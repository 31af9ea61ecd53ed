use std::fmt::Display;

use serde::Serialize;
use serde_json::Value;

use crate::core::error::Result;
use crate::core::http::{ApiClient, ApiContext, RequestDescriptor};

#[derive(Debug, Serialize)]
struct EnrollmentRequest<'a, C, S, U> {
    course_id: C,
    student_ids: &'a [S],
    user_id: U,
}

/// `/student-course`: enrollment of students into courses
#[derive(Clone, Debug)]
pub struct StudentCourseService {
    api: ApiClient,
}

impl StudentCourseService {
    pub fn new(ctx: &ApiContext) -> Self {
        Self {
            api: ApiClient::new(ctx),
        }
    }

    /// Enroll several students at once; `user_id` is the staff member recording it
    pub async fn enroll<C, S, U>(&self, course_id: C, student_ids: &[S], user_id: U) -> Result<Value>
    where
        C: Serialize,
        S: Serialize,
        U: Serialize,
    {
        let body = EnrollmentRequest {
            course_id,
            student_ids,
            user_id,
        };
        self.api
            .send(RequestDescriptor::post("student-course").json(&body)?)
            .await
    }

    pub async fn update(&self, record_id: impl Display, data: &impl Serialize) -> Result<Value> {
        self.api
            .send(
                RequestDescriptor::put("student-course")
                    .segment(record_id)
                    .json(data)?,
            )
            .await
    }

    pub async fn delete(&self, record_id: impl Display) -> Result<Value> {
        self.api
            .send(RequestDescriptor::delete("student-course").segment(record_id))
            .await
    }

    pub async fn get(&self, record_id: impl Display) -> Result<Value> {
        self.api
            .send(RequestDescriptor::get("student-course").segment(record_id))
            .await
    }

    pub async fn by_student(&self, student_id: impl Display) -> Result<Value> {
        self.api
            .send(RequestDescriptor::get("student-course/student").segment(student_id))
            .await
    }

    pub async fn by_course(&self, course_id: impl Display) -> Result<Value> {
        self.api
            .send(RequestDescriptor::get("student-course/course").segment(course_id))
            .await
    }

    /// Enrollments joined with course and subject details
    pub async fn by_student_with_details(&self, student_id: impl Display) -> Result<Value> {
        self.api
            .send(
                RequestDescriptor::get("student-course/student")
                    .segment(student_id)
                    .segment("details"),
            )
            .await
    }

    pub async fn by_course_with_details(&self, course_id: impl Display) -> Result<Value> {
        self.api
            .send(
                RequestDescriptor::get("student-course/course")
                    .segment(course_id)
                    .segment("details"),
            )
            .await
    }
}

#[cfg(test)]
mod tests {
    use super::*;
    use crate::core::config::RefreshPolicy;
    use crate::core::test_support::{MockApi, test_context};
    use serde_json::json;

    #[tokio::test]
    async fn test_bulk_enrollment_body() {
        let mock = MockApi::spawn().await;
        let (ctx, _nav) = test_context(&mock, RefreshPolicy::Coalesced);

        StudentCourseService::new(&ctx)
            .enroll(3, &[10, 11, 12], 1)
            .await
            .unwrap();

        let request = mock.last_request();
        assert_eq!(request.method, "POST");
        assert_eq!(request.path, "/api/student-course");
        assert_eq!(
            request.body,
            json!({"course_id": 3, "student_ids": [10, 11, 12], "user_id": 1})
        );
    }

    #[tokio::test]
    async fn test_enrollment_routes() {
        let mock = MockApi::spawn().await;
        let (ctx, _nav) = test_context(&mock, RefreshPolicy::Coalesced);
        let enrollments = StudentCourseService::new(&ctx);

        enrollments.get(5).await.unwrap();
        enrollments.update(5, &json!({"status": "active"})).await.unwrap();
        enrollments.delete(5).await.unwrap();
        enrollments.by_student(10).await.unwrap();
        enrollments.by_course(3).await.unwrap();
        enrollments.by_student_with_details(10).await.unwrap();
        enrollments.by_course_with_details(3).await.unwrap();

        let calls: Vec<String> = mock
            .requests()
            .into_iter()
            .map(|r| format!("{} {}", r.method, r.path))
            .collect();
        assert_eq!(
            calls,
            vec![
                "GET /api/student-course/5",
                "PUT /api/student-course/5",
                "DELETE /api/student-course/5",
                "GET /api/student-course/student/10",
                "GET /api/student-course/course/3",
                "GET /api/student-course/student/10/details",
                "GET /api/student-course/course/3/details",
            ]
        );
    }
}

┄┄┄┄┄┄┄┄┄┄

Exactly how many lines in the data above hold "ApiContext"? State that number only.

• Answer for the task: 2